Los estados de ánimo son contagiosos. Cuando uno marca en un partido que se ha atascado, todo el equipo se viene arriba ante ese estímulo. Del mismo modo, el que anda dormido se espabila tras recibir una coz. Las emociones no son invisibles, ni las que se sienten de forma individual ni las que se padecen de manera colectiva. Se palpa del mismo modo en las gradas, con la euforia del festejo, la afonía de la garganta insaciable que no baja los brazos, o el enfado del que ya no confía. En el Barça, la tendencia negativa se ha transmitido en todas las partes. El miedo y la tristeza forman parte del modus operandi de un equipo que no es capaz de creer en sus superioridades, independientemente del rival. Siempre llueve sobre mojado.

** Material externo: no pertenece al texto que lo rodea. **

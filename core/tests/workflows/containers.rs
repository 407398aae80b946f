// SPDX-FileCopyrightText: 2025-2026 Zexin Yuan <aim@yzx9.xyz>
//
// SPDX-License-Identifier: Apache-2.0

//! Container workflow tests.
//!
//! The same timetable is read from a `.docx` package, a Flat OPC package
//! and a bare `document.xml`, and must yield the same events.

use ttcal_core::{ArchiveReader, DOCUMENT_PART, ParseOptions, TimetableError, parse, parse_with};

use crate::common::{
    TestCell, deflated_docx, document_xml, flat_opc, sample_package, stored_docx, timetable,
};

const CONTENT_TYPES: &str = r#"<?xml version="1.0" encoding="UTF-8"?><Types xmlns="http://schemas.openxmlformats.org/package/2006/content-types"/>"#;

fn sample_document() -> String {
    let rows = timetable(
        &["星期一", "星期二"],
        &[
            (
                "第1节 08:00~08:45",
                vec![
                    TestCell::text("1-16/高等数学/张三/A101/60"),
                    TestCell::text("1-8周/(选修)音乐鉴赏/周九/艺术楼105/120"),
                ],
            ),
            (
                "第2节 08:55~09:40",
                vec![TestCell::empty(), TestCell::empty()],
            ),
        ],
    );
    document_xml("2025-2026学年第一学期 课表", &rows)
}

#[test]
fn containers_stored_docx_is_parsed() {
    // Arrange
    let document = sample_document();
    let docx = stored_docx(&[
        ("[Content_Types].xml", CONTENT_TYPES),
        (DOCUMENT_PART, &document),
    ]);

    // Act
    let result = parse(&docx, &ParseOptions::default()).unwrap();

    // Assert
    assert_eq!(result.title, "2025-2026学年第一学期 课表");
    assert_eq!(result.events.len(), 2);
    assert_eq!(result.occurrence_count(), 24);
}

#[test]
fn containers_all_formats_agree() {
    // Arrange
    let document = sample_document();
    let stored = stored_docx(&[(DOCUMENT_PART, &document)]);
    let deflated = deflated_docx(&[
        ("[Content_Types].xml", CONTENT_TYPES),
        (DOCUMENT_PART, &document),
    ]);
    let package = flat_opc(&document);
    let options = ParseOptions::default();

    // Act
    let from_text = parse(document.as_str(), &options).unwrap();
    let from_stored = parse(&stored, &options).unwrap();
    let from_deflated = parse(&deflated, &options).unwrap();
    let from_package = parse(package.as_str(), &options).unwrap();

    // Assert
    assert_eq!(from_stored, from_text);
    assert_eq!(from_deflated, from_text);
    assert_eq!(from_package, from_text);
}

#[test]
fn containers_deflated_docx_without_fallback() {
    // Arrange
    let document = sample_document();
    let docx = deflated_docx(&[(DOCUMENT_PART, &document)]);

    // Act
    let result = parse_with(
        &docx,
        &ParseOptions::default(),
        &ArchiveReader::without_fallback(),
        None,
    );

    // Assert
    assert_eq!(result.unwrap().events.len(), 2);
}

#[test]
fn containers_docx_without_document_part() {
    // Arrange
    let docx = stored_docx(&[("[Content_Types].xml", CONTENT_TYPES)]);

    // Act
    let err = parse_with(
        &docx,
        &ParseOptions::default(),
        &ArchiveReader::without_fallback(),
        None,
    )
    .unwrap_err();

    // Assert
    assert!(matches!(err, TimetableError::MissingPart { ref name } if name == DOCUMENT_PART));
    assert!(err.is_archive_related());
}

#[test]
fn containers_document_without_table() {
    // Arrange
    let document = concat!(
        r#"<?xml version="1.0" encoding="UTF-8" standalone="yes"?>"#,
        r#"<w:document xmlns:w="http://schemas.openxmlformats.org/wordprocessingml/2006/main">"#,
        "<w:body><w:p><w:r><w:t>没有课表</w:t></w:r></w:p></w:body></w:document>"
    );

    // Act
    let err = parse(document, &ParseOptions::default()).unwrap_err();

    // Assert
    assert!(matches!(err, TimetableError::MissingTable));
}

#[test]
fn containers_unknown_bytes_are_rejected() {
    let err = parse(b"%PDF-1.7 not a timetable".as_slice(), &ParseOptions::default()).unwrap_err();

    assert!(matches!(err, TimetableError::UnrecognizedFormat));
}

#[test]
fn containers_sample_package() {
    // Arrange
    let package = sample_package();

    // Act
    let result = parse(package.as_str(), &ParseOptions::default()).unwrap();

    // Assert
    assert!(!result.title.is_empty());
    assert!(!result.events.is_empty());
    assert!(!result.periods.is_empty());
    assert!(
        result
            .events
            .iter()
            .all(|event| event.uid.starts_with("cal-") && !event.occurrences.is_empty())
    );
}
// SPDX-FileCopyrightText: 2025-2026 Zexin Yuan <aim@yzx9.xyz>
//
// SPDX-License-Identifier: Apache-2.0

//! Turn a Word-exported weekly class timetable into calendar events and an
//! iCalendar (RFC 5545) file.
//!
//! The pipeline reads the `word/document.xml` part out of a `.docx` package
//! (or a Flat OPC XML file), rebuilds the first table as a dense grid with
//! merged cells resolved, extracts the course records of every cell, expands
//! them into dated occurrences across the semester and finally merges them
//! into recurring events.
//!
//! ```ignore
//! use ttcal_core::{ParseOptions, parse, serialize};
//!
//! let bytes = std::fs::read("timetable.docx")?;
//! let result = parse(bytes.as_slice(), &ParseOptions::default())?;
//! let ics = serialize(&result.events, &result.time_zone);
//! ```

#![warn(
    trivial_casts,
    trivial_numeric_casts,
    missing_copy_implementations,
    missing_debug_implementations,
    missing_docs,
    unsafe_code,
    unstable_features,
    unused_import_braces,
    unused_qualifications,
    clippy::dbg_macro,
    clippy::indexing_slicing,
    clippy::pedantic
)]
// Allow certain clippy lints that are too restrictive for this crate
#![allow(
    clippy::module_name_repetitions,
    clippy::similar_names,
    clippy::single_match_else,
    clippy::match_bool
)]

pub mod archive;
mod course;
mod diagnostics;
mod error;
mod event;
pub mod grid;
pub mod ics;
pub mod markup;
mod options;
mod pipeline;
mod schedule;
mod semester;

pub use crate::archive::{ArchiveReader, DOCUMENT_PART, DocumentInput, FallbackDecoder};
pub use crate::course::{CourseRecord, MAX_WEEK, RecordError, parse_weeks};
pub use crate::diagnostics::{Diagnostics, Skip, SkipReason};
pub use crate::error::{Result, TimetableError};
pub use crate::event::{Event, EventAggregator, EventKey, Recurrence, derive_recurrence};
pub use crate::ics::{FormatOptions, serialize, serialize_at, serialize_with};
pub use crate::options::{DEFAULT_START_DATE, DEFAULT_TIME_ZONE, ParseOptions};
pub use crate::pipeline::{ParseResult, parse, parse_with};
pub use crate::schedule::{ColumnDayMap, Period, PeriodTable, day_offset};
pub use crate::semester::{Occurrence, SemesterCalendar};

#[cfg(feature = "zip-fallback")]
pub use crate::archive::ZipCrateDecoder;
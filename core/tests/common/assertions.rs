// SPDX-FileCopyrightText: 2025-2026 Zexin Yuan <aim@yzx9.xyz>
//
// SPDX-License-Identifier: Apache-2.0

//! Custom assertion helpers for integration tests.

use ttcal_core::{Diagnostics, SkipReason};

/// Values of every content line named `name`, parameters stripped.
///
/// # Example
///
/// ```ignore
/// assert_eq!(ics_property(&ics, "UID"), vec!["cal-18404436"]);
/// ```
#[allow(dead_code)]
pub fn ics_property<'a>(ics: &'a str, name: &str) -> Vec<&'a str> {
    ics.split("\r\n")
        .filter_map(|line| {
            let rest = line.strip_prefix(name)?;
            if !rest.starts_with([':', ';']) {
                return None;
            }
            rest.split_once(':').map(|(_, value)| value)
        })
        .collect()
}

/// Number of occurrences an iCalendar text describes: one per `VEVENT`,
/// plus `COUNT - 1` for an `RRULE` or one per `RDATE` value.
#[allow(dead_code)]
pub fn count_ics_occurrences(ics: &str) -> usize {
    let events = ics.matches("BEGIN:VEVENT").count();
    let from_rules: usize = ics_property(ics, "RRULE")
        .iter()
        .filter_map(|rule| {
            rule.split(';')
                .find_map(|part| part.strip_prefix("COUNT="))
                .and_then(|count| count.parse::<usize>().ok())
        })
        .map(|count| count.saturating_sub(1))
        .sum();
    let from_dates: usize = ics_property(ics, "RDATE")
        .iter()
        .map(|dates| dates.split(',').count())
        .sum();
    events + from_rules + from_dates
}

/// Asserts that an entry was skipped for the expected reason.
///
/// # Panics
///
/// Panics if no skip has the given entry and reason.
#[allow(dead_code)]
pub fn assert_skipped(diagnostics: &Diagnostics, entry: &str, reason: &SkipReason) {
    assert!(
        diagnostics
            .skips()
            .iter()
            .any(|skip| skip.entry.as_deref() == Some(entry) && &skip.reason == reason),
        "expected {entry:?} to be skipped with {reason}, got {:?}",
        diagnostics.skips()
    );
}
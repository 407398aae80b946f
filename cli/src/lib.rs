// SPDX-FileCopyrightText: 2025-2026 Zexin Yuan <aim@yzx9.xyz>
//
// SPDX-License-Identifier: Apache-2.0

//! Command-line front end of ttcal: read a Word timetable, print its
//! events or write them out as an iCalendar file.

mod arg;
mod cli;
mod cmd_events;
mod cmd_generate;
mod config;
mod event_formatter;
mod table;
mod util;

pub use crate::cli::{Cli, Commands, run};
pub use crate::config::{Config, OutputConfig, parse_config};
// SPDX-FileCopyrightText: 2025-2026 Zexin Yuan <aim@yzx9.xyz>
//
// SPDX-License-Identifier: Apache-2.0

use std::{borrow::Cow, fmt};

use colored::Color;
use ttcal_core::{Event, Recurrence};

use crate::arg::OutputFormat;
use crate::table::{PaddingDirection, Table, TableColumn};

#[derive(Debug)]
pub struct EventFormatter {
    columns: Vec<EventColumn>,
    format: OutputFormat,
}

impl EventFormatter {
    pub fn new(verbose: bool) -> Self {
        let mut columns = vec![
            EventColumn::Course,
            EventColumn::Day,
            EventColumn::Periods,
            EventColumn::Weeks,
            EventColumn::Location,
            EventColumn::Teacher,
            EventColumn::Occurrences,
        ];
        if verbose {
            columns.push(EventColumn::Recurrence);
            columns.push(EventColumn::Uid);
        }

        Self {
            columns,
            format: OutputFormat::Table,
        }
    }

    pub fn with_output_format(mut self, format: OutputFormat) -> Self {
        self.format = format;
        self
    }

    pub fn format<'a>(&'a self, events: &'a [Event]) -> Display<'a> {
        Display {
            events,
            formatter: self,
        }
    }
}

#[derive(Debug)]
pub struct Display<'a> {
    events: &'a [Event],
    formatter: &'a EventFormatter,
}

impl fmt::Display for Display<'_> {
    fn fmt(&self, f: &mut fmt::Formatter<'_>) -> fmt::Result {
        match self.formatter.format {
            OutputFormat::Json => {
                let json = serde_json::to_string_pretty(self.events).map_err(|_| fmt::Error)?;
                writeln!(f, "{json}")
            }
            OutputFormat::Table => write!(f, "{}", Table::new(&self.formatter.columns, self.events)),
        }
    }
}

#[derive(Debug, Clone, Copy, PartialEq, Eq)]
pub enum EventColumn {
    Course,
    Day,
    Periods,
    Weeks,
    Location,
    Teacher,
    Occurrences,
    Recurrence,
    Uid,
}

impl TableColumn<Event> for EventColumn {
    fn name(&self) -> Cow<'_, str> {
        match self {
            EventColumn::Course => "Course",
            EventColumn::Day => "Day",
            EventColumn::Periods => "Periods",
            EventColumn::Weeks => "Weeks",
            EventColumn::Location => "Location",
            EventColumn::Teacher => "Teacher",
            EventColumn::Occurrences => "Count",
            EventColumn::Recurrence => "Repeat",
            EventColumn::Uid => "UID",
        }
        .into()
    }

    fn format<'a>(&self, event: &'a Event) -> Cow<'a, str> {
        match self {
            EventColumn::Course => match event.course_type.as_deref() {
                Some(course_type) if !course_type.is_empty() => {
                    format!("{}{}", course_type, event.summary()).into()
                }
                _ => event.summary().into(),
            },
            EventColumn::Day => event.day_label.as_str().into(),
            EventColumn::Periods if event.start_period == event.end_period => {
                event.start_period.to_string().into()
            }
            EventColumn::Periods => format!("{}-{}", event.start_period, event.end_period).into(),
            EventColumn::Weeks => event.weeks_raw.as_str().into(),
            EventColumn::Location => event.location.as_str().into(),
            EventColumn::Teacher => event.teacher.as_str().into(),
            EventColumn::Occurrences => event.occurrences.len().to_string().into(),
            EventColumn::Recurrence => match &event.recurrence {
                Recurrence::Single => "once".into(),
                Recurrence::Weekly { interval: 1, .. } => "weekly".into(),
                Recurrence::Weekly { interval, .. } => format!("every {interval} weeks").into(),
                Recurrence::Dates { dates } => format!("{} dates", dates.len() + 1).into(),
            },
            EventColumn::Uid => event.uid.as_str().into(),
        }
    }

    fn padding_direction(&self) -> PaddingDirection {
        match self {
            EventColumn::Periods | EventColumn::Occurrences => PaddingDirection::Right,
            _ => PaddingDirection::Left,
        }
    }

    fn color(&self, _event: &Event) -> Option<Color> {
        match self {
            EventColumn::Day => Some(Color::Cyan),
            EventColumn::Uid => Some(Color::BrightBlack),
            _ => None,
        }
    }
}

Ante este lapso que se hace interminable y aunque algunos mejoran o lo intentan, el pánico sigue estando en el aire. Hasta los pilares más efectivos han caído. Ya sea por pasar por la enfermería o porque su rendimiento ha caído en picado. Frenkie de Jong, un futbolista sobre el que edificar un nuevo proyecto y con un sinfín de cualidades para alimentar la fluidez y la progresión, que nos acostumbró a su arte de aparecer desde segunda línea, no ha quedado exento del efecto dominó y ha terminado por estar ausente a todas las necesidades que recaen sobre él, observándole en un papel que interpreta encorsetado y de manera incómoda. Tampoco salió favorecido ter Stegen, un portero con alma de capitán y sobre el que era impensable encontrar haters, a pesar de que las piernas empezaran a temblarle más de la cuenta bajo palos. Todo es producto del contagio.
Quizá el Barça se encuentre en ese punto para darse la oportunidad de tratar de olvidar que el gol cuesta en exceso y que las dianas llegan al corazón con muy poco. A pesar de que el colmillo del Dinamo provocó el sobresalto y el pavor, los blaugranas lograron el objetivo de un partido que cobró más sentido del que se podría haber imaginado. Pudo recordar, por momentos, su superioridad cualitativa e imponerse en ambas áreas con el gol de Fati y el gran papel de ter Stegen. Algo que, de cierto modo, lleva en sí un poco de esperanza y justicia, porque tanto tiene de desafortunado ponerle una mochila de responsabilidad a las espaldas de Ansu como olvidar ciegamente quién es Marc-André y que la armadura de un guardameta está hecha de otra pasta.
Con la salida de Koeman y la pronta llegada de un entrenador que genera esperanza en una opinión mayoritaria, ya sea por confianza o romanticismo, el barcelonismo supo rebajar las tensiones de la exigencia y ser más tolerante con lo único que era necesario: la victoria. Nico volvió a poner encima de la mesa el gran argumento de su presencia. Busquets, que no deja de reivindicarse en circunstancias poco favorecedoras, volvió a ser Busquets una vez más. Además, el Barça recuperó un efectivo. Dembélé volvió a emerger con sus zancadas para romper con lo predecible, generar conducciones y reproducir aquello que sólo se origina en su mente. A pesar de ser reincidente en lesiones que le apartan mucho tiempo del terreno de juego, el francés sigue siendo un perfil que beneficia a este Barça, con una capacidad diferencial para crear sensación de peligro.
Salir indemne del Olímpico de Kiev cuando uno todavía se siente herido debería ser antídoto para empezar a sanar. La ilusión todavía queda muy lejos de la cicatriz. Sin embargo, este equipo necesita volver a estrechar lazos colectivos para contagiarse de un nuevo estado de ánimo. Después de conectar con la supervivencia, jugándose todo a una bala, una coyuntura donde tomar algo de aire y vislumbrar un nuevo recorrido de dominó. Cada partido de Champions es una batalla y cada encuentro de Liga una ocasión para plantearse cómo lanzar la primera pieza.